### Work required
Write out the data again in full, keeping every character the same.

Dataset entries
= = = = = = =

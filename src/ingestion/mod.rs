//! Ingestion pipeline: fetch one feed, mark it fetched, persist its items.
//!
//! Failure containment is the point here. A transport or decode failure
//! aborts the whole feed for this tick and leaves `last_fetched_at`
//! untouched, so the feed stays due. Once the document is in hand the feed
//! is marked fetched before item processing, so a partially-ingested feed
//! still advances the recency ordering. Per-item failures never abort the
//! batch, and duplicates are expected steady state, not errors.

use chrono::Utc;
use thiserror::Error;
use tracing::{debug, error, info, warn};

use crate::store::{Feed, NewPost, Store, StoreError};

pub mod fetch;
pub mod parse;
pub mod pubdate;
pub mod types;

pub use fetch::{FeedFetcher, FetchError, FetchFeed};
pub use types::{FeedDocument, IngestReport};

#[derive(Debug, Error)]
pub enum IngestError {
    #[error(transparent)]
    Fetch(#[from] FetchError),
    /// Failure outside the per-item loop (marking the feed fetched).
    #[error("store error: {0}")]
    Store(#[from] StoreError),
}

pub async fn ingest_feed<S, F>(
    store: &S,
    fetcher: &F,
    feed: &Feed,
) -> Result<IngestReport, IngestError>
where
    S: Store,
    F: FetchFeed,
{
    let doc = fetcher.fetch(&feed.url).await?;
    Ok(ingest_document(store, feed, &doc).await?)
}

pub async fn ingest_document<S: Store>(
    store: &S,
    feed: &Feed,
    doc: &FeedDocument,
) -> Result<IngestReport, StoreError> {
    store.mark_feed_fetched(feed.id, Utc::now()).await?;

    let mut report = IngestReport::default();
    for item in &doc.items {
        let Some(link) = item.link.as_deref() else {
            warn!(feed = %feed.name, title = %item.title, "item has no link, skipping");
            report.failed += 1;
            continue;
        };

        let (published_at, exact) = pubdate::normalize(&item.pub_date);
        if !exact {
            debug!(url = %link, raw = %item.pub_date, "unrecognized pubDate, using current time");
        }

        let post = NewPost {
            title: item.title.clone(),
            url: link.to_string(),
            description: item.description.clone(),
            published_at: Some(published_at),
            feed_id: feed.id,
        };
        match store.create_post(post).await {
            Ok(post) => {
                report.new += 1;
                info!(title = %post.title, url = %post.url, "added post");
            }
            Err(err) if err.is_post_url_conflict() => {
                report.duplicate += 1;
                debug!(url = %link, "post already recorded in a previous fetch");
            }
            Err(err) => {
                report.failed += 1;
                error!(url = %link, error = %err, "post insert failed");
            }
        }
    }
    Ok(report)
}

= = = = = = =

### Result
filename src/ingestion/mod.rs
//! Ingestion pipeline: fetch one feed, mark it fetched, persist its items.
//!
//! Failure containment is the point here. A transport or decode failure
//! aborts the whole feed for this tick and leaves `last_fetched_at`
//! untouched, so the feed stays due. Once the document is in hand the feed
//! is marked fetched before item processing, so a partially-ingested feed
//! still advances the recency ordering. Per-item failures never abort the
//! batch, and duplicates are expected steady state, not errors.

use chrono::Utc;
use thiserror::Error;
use tracing::{debug, error, info, warn};

use crate::store::{Feed, NewPost, Store, StoreError};

pub mod fetch;
pub mod parse;
pub mod pubdate;
pub mod types;

pub use fetch::{FeedFetcher, FetchError, FetchFeed};
pub use types::{FeedDocument, IngestReport};

#[derive(Debug, Error)]
pub enum IngestError {
    #[error(transparent)]
    Fetch(#[from] FetchError),
    /// Failure outside the per-item loop (marking the feed fetched).
    #[error("store error: {0}")]
    Store(#[from] StoreError),
}

pub async fn ingest_feed<S, F>(
    store: &S,
    fetcher: &F,
    feed: &Feed,
) -> Result<IngestReport, IngestError>
where
    S: Store,
    F: FetchFeed,
{
    let doc = fetcher.fetch(&feed.url).await?;
    Ok(ingest_document(store, feed, &doc).await?)
}

pub async fn ingest_document<S: Store>(
    store: &S,
    feed: &Feed,
    doc: &FeedDocument,
) -> Result<IngestReport, StoreError> {
    store.mark_feed_fetched(feed.id, Utc::now()).await?;

    let mut report = IngestReport::default();
    for item in &doc.items {
        let Some(link) = item.link.as_deref() else {
            warn!(feed = %feed.name, title = %item.title, "item has no link, skipping");
            report.failed += 1;
            continue;
        };

        let (published_at, exact) = pubdate::normalize(&item.pub_date);
        if !exact {
            debug!(url = %link, raw = %item.pub_date, "unrecognized pubDate, using current time");
        }

        let post = NewPost {
            title: item.title.clone(),
            url: link.to_string(),
            description: item.description.clone(),
            published_at: Some(published_at),
            feed_id: feed.id,
        };
        match store.create_post(post).await {
            Ok(post) => {
                report.new += 1;
                info!(title = %post.title, url = %post.url, "added post");
            }
            Err(err) if err.is_post_url_conflict() => {
                report.duplicate += 1;
                debug!(url = %link, "post already recorded in a previous fetch");
            }
            Err(err) => {
                report.failed += 1;
                error!(url = %link, error = %err, "post insert failed");
            }
        }
    }
    Ok(report)
}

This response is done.